Cell chemical biology (2020-11-07)
Alicia J Angelbello, Raphael I Benhamou, Suzanne G Rzuczek, Shruti Choudhary, Zhenzhi Tang, Jonathan L Chen, Madhuparna Roy, Kye Won Wang, Ilyas Yildirim, Albert S Jun, Charles A Thornton, Matthew D Disney
RÉSUMÉ

Many diseases are caused by toxic RNA repeats. Herein, we designed a lead small molecule that binds the structure of the r(CUG) repeat expansion [r(CUG)exp] that causes myotonic dystrophy type 1 (DM1) and Fuchs endothelial corneal dystrophy (FECD) and rescues disease biology in patient-derived cells and in vivo. Interestingly, the compound's downstream effects are different in the two diseases, owing to the location of the repeat expansion. In DM1, r(CUG)exp is harbored in the 3' untranslated region, and the compound has no effect on the mRNA's abundance.
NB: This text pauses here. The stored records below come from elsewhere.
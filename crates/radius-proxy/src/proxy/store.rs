//! Pool configuration store
//!
//! Owns the routing document and everything derived from it. The document is
//! persisted as `radius_pool_config.json` under the data directory; the
//! derived per-class, per-family pools are rebuilt from scratch whenever the
//! document changes, which also resets every scheduling counter.
//!
//! One mutex guards the document and the derived state together. Every
//! routing decision takes it, so concurrent senders always observe a
//! consistent pool set and strictly serialized counter updates.

use crate::proxy::error::{ProxyError, ProxyResult};
use crate::proxy::pool::{build_pools, ClassPools, PoolList};
use crate::proxy::router;
use crate::proxy::stats::{ClassSnapshot, RoutingSnapshot};
use crate::proxy::TrafficClass;
use std::fs;
use std::io::ErrorKind;
use std::net::SocketAddr;
use std::path::{Path, PathBuf};
use std::sync::{Mutex, MutexGuard, PoisonError};
use tracing::{debug, info, warn};

/// File name of the pool document inside the data directory
pub const POOL_CONFIG_FILE: &str = "radius_pool_config.json";

/// Outcome of [`PoolStore::load`]
#[derive(Debug, Clone, Copy, PartialEq, Eq)]
pub enum LoadStatus {
    /// Document read and activated
    Loaded { pools: usize },
    /// No document on disk; the previous configuration is untouched
    NotFound,
}

#[derive(Debug, Default)]
struct RoutingState {
    config: PoolList,
    authentication: ClassPools,
    accounting: ClassPools,
}

impl RoutingState {
    /// Validate `config` and derive its pools. Nothing is shared with the
    /// live state, so a failure here cannot leave it half-updated.
    fn build(config: PoolList) -> ProxyResult<Self> {
        config.validate()?;

        let mut authentication = ClassPools::default();
        let mut accounting = ClassPools::default();
        for pool in &config.pools {
            build_pools(
                &pool.name,
                &pool.auth_config,
                &mut authentication.v4,
                &mut authentication.v6,
            )?;
            build_pools(
                &pool.name,
                &pool.acct_config,
                &mut accounting.v4,
                &mut accounting.v6,
            )?;
        }

        Ok(RoutingState {
            config,
            authentication,
            accounting,
        })
    }

    fn class_mut(&mut self, class: TrafficClass) -> &mut ClassPools {
        match class {
            TrafficClass::Authentication => &mut self.authentication,
            TrafficClass::Accounting => &mut self.accounting,
        }
    }
}

/// Durable routing configuration plus the derived routing index
#[derive(Debug)]
pub struct PoolStore {
    path: PathBuf,
    state: Mutex<RoutingState>,
}

impl PoolStore {
    /// Create an empty store whose document lives under `data_dir`.
    ///
    /// Nothing is read until [`load`](Self::load) is called.
    pub fn new(data_dir: impl AsRef<Path>) -> Self {
        PoolStore {
            path: data_dir.as_ref().join(POOL_CONFIG_FILE),
            state: Mutex::new(RoutingState::default()),
        }
    }

    /// Path of the pool document
    pub fn path(&self) -> &Path {
        &self.path
    }

    fn lock(&self) -> MutexGuard<'_, RoutingState> {
        // Every mutation builds a complete replacement before swapping it in,
        // so the state behind a poisoned lock is still whole.
        self.state.lock().unwrap_or_else(PoisonError::into_inner)
    }

    /// Read the document from disk and activate it.
    ///
    /// A missing file is not an error. A document that fails to parse,
    /// validate or resolve is rejected with [`ProxyError::InvalidDocument`]
    /// and the previously active configuration stays live.
    pub fn load(&self) -> ProxyResult<LoadStatus> {
        let mut state = self.lock();

        let contents = match fs::read_to_string(&self.path) {
            Ok(contents) => contents,
            Err(e) if e.kind() == ErrorKind::NotFound => {
                warn!(path = %self.path.display(), "No pool configuration file exists");
                return Ok(LoadStatus::NotFound);
            }
            Err(e) => {
                warn!(path = %self.path.display(), error = %e, "Cannot read pool configuration file");
                return Err(e.into());
            }
        };

        let rebuilt = serde_json::from_str::<PoolList>(&contents)
            .map_err(ProxyError::from)
            .and_then(RoutingState::build)
            .map_err(|e| {
                warn!(
                    path = %self.path.display(),
                    error = %e,
                    "Pool configuration file is bad, keeping current configuration"
                );
                ProxyError::InvalidDocument {
                    path: self.path.clone(),
                    reason: e.to_string(),
                }
            })?;

        let pools = rebuilt.config.pools.len();
        *state = rebuilt;

        info!(path = %self.path.display(), pools = pools, "Pool configuration loaded");
        Ok(LoadStatus::Loaded { pools })
    }

    /// Replace the configuration, persist it and rebuild the routing index.
    ///
    /// The new document is serialized and fully derived, host resolution
    /// included, before the lock is taken; routing only waits for the write
    /// and the swap. On any error both the disk and the live state keep the
    /// previous configuration.
    pub fn set(&self, config: PoolList) -> ProxyResult<()> {
        let contents = serde_json::to_string_pretty(&config)?;
        let rebuilt = RoutingState::build(config)?;
        let pools = rebuilt.config.pools.len();

        let mut state = self.lock();
        self.persist(&contents)?;
        *state = rebuilt;
        drop(state);

        info!(path = %self.path.display(), pools = pools, "Pool configuration replaced");
        Ok(())
    }

    /// Copy of the active document
    pub fn get(&self) -> PoolList {
        self.lock().config.clone()
    }

    /// Remove the document from disk and drop all routing state.
    ///
    /// A missing file is fine. In-memory state is cleared even when removal
    /// fails; the error is still returned.
    pub fn delete(&self) -> ProxyResult<()> {
        let mut state = self.lock();
        *state = RoutingState::default();

        match fs::remove_file(&self.path) {
            Ok(()) => {
                info!(path = %self.path.display(), "Pool configuration deleted");
                Ok(())
            }
            Err(e) if e.kind() == ErrorKind::NotFound => Ok(()),
            Err(e) => {
                warn!(path = %self.path.display(), error = %e, "Cannot remove pool configuration file");
                Err(e.into())
            }
        }
    }

    /// Pick the address a packet for `original` should actually go to
    pub fn route(&self, class: TrafficClass, original: SocketAddr) -> SocketAddr {
        self.route_with(class, original, |routed| routed)
    }

    /// Route `original` and run `f` on the result before the lock is
    /// released, so no reconfiguration or other routing decision can land
    /// between the choice and whatever `f` does with it.
    pub fn route_with<R>(
        &self,
        class: TrafficClass,
        original: SocketAddr,
        f: impl FnOnce(SocketAddr) -> R,
    ) -> R {
        let mut state = self.lock();
        if state.config.pools.is_empty() {
            return f(original);
        }

        let family = state.class_mut(class).family_mut(&original);
        let routed = router::route(original, family);
        debug!(class = %class, original = %original, routed = %routed, "Routed packet");
        f(routed)
    }

    /// Mark every destination with `address` in `class` as (un)available.
    ///
    /// Hook for a health prober. Returns the number of entries updated;
    /// the flag is reset to available on the next reload.
    pub fn set_available(&self, class: TrafficClass, address: SocketAddr, available: bool) -> usize {
        let mut state = self.lock();
        let family = state.class_mut(class).family_mut(&address);

        let mut updated = 0;
        for dest in family.destinations_mut(&address) {
            dest.available = available;
            updated += 1;
        }

        if updated > 0 {
            info!(class = %class, address = %address, available = available, "Destination availability changed");
        }
        updated
    }

    /// Copy of the derived pools and their scheduling state
    pub fn snapshot(&self) -> RoutingSnapshot {
        let state = self.lock();
        RoutingSnapshot {
            authentication: ClassSnapshot::from(&state.authentication),
            accounting: ClassSnapshot::from(&state.accounting),
        }
    }

    fn persist(&self, contents: &str) -> ProxyResult<()> {
        if let Some(parent) = self.path.parent() {
            fs::create_dir_all(parent)?;
        }
        fs::write(&self.path, contents)?;
        debug!(path = %self.path.display(), bytes = contents.len(), "Pool configuration written");
        Ok(())
    }
}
In FECD, however, r(CUG)exp is located in an intron, and the small molecule facilitates excision of the intron, which is then degraded by the RNA exosome complex. Thus, structure-specific, RNA-targeting small molecules can act disease specifically to affect biology, either by disabling the gain-of-function mechanism (DM1) or by stimulating quality control pathways to rid a disease-affected cell of a toxic RNA (FECD).